Mechanized verification takes the human-generated manual verification and then runs a ‘proof assistant,’ essentially a computer program that checks the validity of the proof. This is more reliable than manual verification, but still requires a lot of upfront work to input the parameters that the mechanized verification tool attempts to validate.

That brings us to automated verification, which is my particular interest and the focus of my doctoral work. This type of verification involves writing an algorithm to produce a proof of whether a program will always work. It’s advantageous because it doesn’t involve such a time commitment up front, while also being accessible to nonexperts.

 

What did you verify during your doctoral work?

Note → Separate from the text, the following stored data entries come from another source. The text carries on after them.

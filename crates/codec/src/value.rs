//! Decoded field values.

use query_state_util::{format_number, parse_float, parse_int};

use crate::schema::{FieldKind, SENTINEL};

/// A present field value.
#[derive(Debug, Clone, PartialEq)]
pub enum FieldValue {
    Str(String),
    Int(i64),
    Float(f64),
}

/// A record's fields in schema order. `None` means absent.
pub type Fields = Vec<Option<FieldValue>>;

impl FieldValue {
    /// Decode one raw token.
    ///
    /// The sentinel and unparsable numbers both decode to `None`. An empty
    /// string field stays `Some("")`, so "explicitly empty" and "not
    /// provided" remain distinct.
    pub fn decode(kind: FieldKind, raw: &str) -> Option<Self> {
        if raw == SENTINEL {
            return None;
        }
        match kind {
            FieldKind::Str => Some(FieldValue::Str(raw.to_string())),
            FieldKind::Int => parse_int(raw).map(FieldValue::Int),
            FieldKind::Float => parse_float(raw)
                .filter(|value| !value.is_nan())
                .map(FieldValue::Float),
        }
    }

    /// Render the value as a wire token.
    pub fn encode(&self) -> String {
        match self {
            FieldValue::Str(s) => s.clone(),
            FieldValue::Int(n) => n.to_string(),
            FieldValue::Float(f) => format_number(*f),
        }
    }

    pub fn as_str(&self) -> Option<&str> {
        match self {
            FieldValue::Str(s) => Some(s),
            _ => None,
        }
    }

    pub fn as_int(&self) -> Option<i64> {
        match self {
            FieldValue::Int(n) => Some(*n),
            _ => None,
        }
    }

    pub fn as_float(&self) -> Option<f64> {
        match self {
            FieldValue::Float(f) => Some(*f),
            FieldValue::Int(n) => Some(*n as f64),
            FieldValue::Str(_) => None,
        }
    }
}

impl From<String> for FieldValue {
    fn from(value: String) -> Self {
        FieldValue::Str(value)
    }
}

impl From<&str> for FieldValue {
    fn from(value: &str) -> Self {
        FieldValue::Str(value.to_string())
    }
}

impl From<i64> for FieldValue {
    fn from(value: i64) -> Self {
        FieldValue::Int(value)
    }
}

impl From<f64> for FieldValue {
    fn from(value: f64) -> Self {
        FieldValue::Float(value)
    }
}

/// Positional reader over decoded [`Fields`].
///
/// Typed records pull their fields in schema order. Reads past the end, and
/// values of the wrong kind, yield `None`.
#[derive(Debug)]
pub struct FieldCursor {
    fields: std::vec::IntoIter<Option<FieldValue>>,
}

impl FieldCursor {
    pub fn new(fields: Fields) -> Self {
        Self {
            fields: fields.into_iter(),
        }
    }

    fn next_value(&mut self) -> Option<FieldValue> {
        self.fields.next().flatten()
    }

    pub fn string(&mut self) -> Option<String> {
        match self.next_value()? {
            FieldValue::Str(s) => Some(s),
            _ => None,
        }
    }

    pub fn int(&mut self) -> Option<i64> {
        self.next_value()?.as_int()
    }

    pub fn float(&mut self) -> Option<f64> {
        self.next_value()?.as_float()
    }
}

#[cfg(test)]
mod tests {
    use super::*;

    #[test]
    fn test_decode_sentinel() {
        assert_eq!(FieldValue::decode(FieldKind::Str, "_"), None);
        assert_eq!(FieldValue::decode(FieldKind::Int, "_"), None);
        assert_eq!(FieldValue::decode(FieldKind::Float, "_"), None);
    }

    #[test]
    fn test_decode_empty_string_is_present() {
        assert_eq!(
            FieldValue::decode(FieldKind::Str, ""),
            Some(FieldValue::Str(String::new()))
        );
        assert_eq!(FieldValue::decode(FieldKind::Int, ""), None);
    }

    #[test]
    fn test_decode_numbers() {
        assert_eq!(FieldValue::decode(FieldKind::Int, "3"), Some(FieldValue::Int(3)));
        assert_eq!(FieldValue::decode(FieldKind::Int, "abc"), None);
        assert_eq!(
            FieldValue::decode(FieldKind::Float, "0.5"),
            Some(FieldValue::Float(0.5))
        );
        assert_eq!(FieldValue::decode(FieldKind::Float, "x"), None);
    }

    #[test]
    fn test_encode() {
        assert_eq!(FieldValue::from("0xabc").encode(), "0xabc");
        assert_eq!(FieldValue::from(7_i64).encode(), "7");
        assert_eq!(FieldValue::from(2.0_f64).encode(), "2");
        assert_eq!(FieldValue::from(1.25_f64).encode(), "1.25");
    }

    #[test]
    fn test_cursor() {
        let mut cursor = FieldCursor::new(vec![
            Some(FieldValue::from("a")),
            None,
            Some(FieldValue::from(4_i64)),
            Some(FieldValue::from(4_i64)),
        ]);
        assert_eq!(cursor.string(), Some("a".to_string()));
        assert_eq!(cursor.string(), None);
        assert_eq!(cursor.int(), Some(4));
        // Kind mismatch reads as absent.
        assert_eq!(cursor.string(), None);
        // Past the end.
        assert_eq!(cursor.int(), None);
    }
}
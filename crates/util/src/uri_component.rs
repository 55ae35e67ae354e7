use percent_encoding::{percent_decode_str, utf8_percent_encode, AsciiSet, NON_ALPHANUMERIC};

/// Everything `encodeURIComponent` escapes: all bytes except
/// `A-Z a-z 0-9 - _ . ! ~ * ' ( )`.
const URI_COMPONENT: &AsciiSet = &NON_ALPHANUMERIC
    .remove(b'-')
    .remove(b'_')
    .remove(b'.')
    .remove(b'!')
    .remove(b'~')
    .remove(b'*')
    .remove(b'\'')
    .remove(b'(')
    .remove(b')');

/// Percent-encode a string the way JavaScript's `encodeURIComponent` does.
///
/// # Examples
///
/// ```
/// use query_state_util::encode_uri_component;
///
/// assert_eq!(encode_uri_component("0:0xdead:_:2"), "0%3A0xdead%3A_%3A2");
/// assert_eq!(encode_uri_component("a;b c"), "a%3Bb%20c");
/// assert_eq!(encode_uri_component("(it's)!"), "(it's)!");
/// ```
pub fn encode_uri_component(s: &str) -> String {
    utf8_percent_encode(s, URI_COMPONENT).to_string()
}

/// Decode a string the way JavaScript's `decodeURIComponent` does.
///
/// Returns `None` where `decodeURIComponent` would throw: a `%` that is not
/// followed by two hex digits, or escapes that do not form valid UTF-8.
///
/// # Examples
///
/// ```
/// use query_state_util::decode_uri_component;
///
/// assert_eq!(decode_uri_component("0%3A0xdead").as_deref(), Some("0:0xdead"));
/// assert_eq!(decode_uri_component("plain").as_deref(), Some("plain"));
/// assert_eq!(decode_uri_component("%zz"), None);
/// assert_eq!(decode_uri_component("%C3"), None);
/// ```
pub fn decode_uri_component(s: &str) -> Option<String> {
    if !s.contains('%') {
        return Some(s.to_string());
    }
    if !has_well_formed_escapes(s) {
        return None;
    }
    percent_decode_str(s)
        .decode_utf8()
        .ok()
        .map(|decoded| decoded.into_owned())
}

fn has_well_formed_escapes(s: &str) -> bool {
    let bytes = s.as_bytes();
    let mut i = 0;
    while i < bytes.len() {
        if bytes[i] == b'%' {
            let hi = bytes.get(i + 1);
            let lo = bytes.get(i + 2);
            match (hi, lo) {
                (Some(h), Some(l)) if h.is_ascii_hexdigit() && l.is_ascii_hexdigit() => i += 3,
                _ => return false,
            }
        } else {
            i += 1;
        }
    }
    true
}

A key foundation to my research was the concept of a data structure. Broadly speaking, a data structure maintains a collection of objects that are linked to each other, with rules governing the relationships between those objects. The collection of words in a dictionary is a data structure, for example, as is the collection of products in an online marketplace.

A manual proof outline of a non-blocking data structure, the so-called Harris' list.
A manual proof outline of a non-blocking data structure, the so-called Harris' list. The code (black) is annotated with proof arguments (teal) using a separation logic. Credit: Meyer et al., A Concurrent Program Logic with a Future and History, under submission.

Something I became interested in during graduate school was memory reclamation, or what happens to items that are removed from a data structure and no longer used. For example, what should happen to a webpage for a concert for which ticket sales have closed? Do you leave the ticket site up forever, long after the concert happened? Do you completely delete the page? If so, when do you delete it?

Many data structures would leave the item as is and periodically scan through all items to delete those that have no more incoming links. This takes time and resources. Manually deleting items is sometimes preferred, but also imperfect; it is incredibly difficult to do in such a way that the deleted items are not accessed again.

In my research, I proposed a set of conditions on data structures that guarantee that the use of the aforementioned manual deletion and periodic scan-and-delete processes are indistinguishable. This approach reduces system crashes by preventing access to deleted items. More importantly, abandoning the manual deletion process during verification also makes the entire process much simpler. We were the first group to propose automated verification for these types of data structures. Programmers can use our work in exactly this way, making the switch between the two deletion processes easier.

Running the fully automatic tool, plankton, on Harris' list. (Footage is sped up.) The tool takes as input the program code and then generates a proof of correctness, no work required. Credit: Meyer et al., A Concurrent Program Logic with a Future and History, under submission.

 

How exciting! What are you working on now?

My doctoral work focused on solving the challenges within one class of data structures. While our theory was general, for our practical results we had to restrict one aspect of data structures: how items are linked together. During my postdoctoral appointment at NYU, I want to build on the principles from that experience to automate solutions to similar challenges facing a much larger set of data structures.

 

Finally, what are your thoughts about the Simons fellowship?

In computer science, output can come in waves: Sometimes nothing happens, sometimes everything happens at once. So, the three years of unrestricted support from the Simons Foundation is truly a blessing. This Junior Fellowship is giving me the resources and time to follow my research path wherever it leads.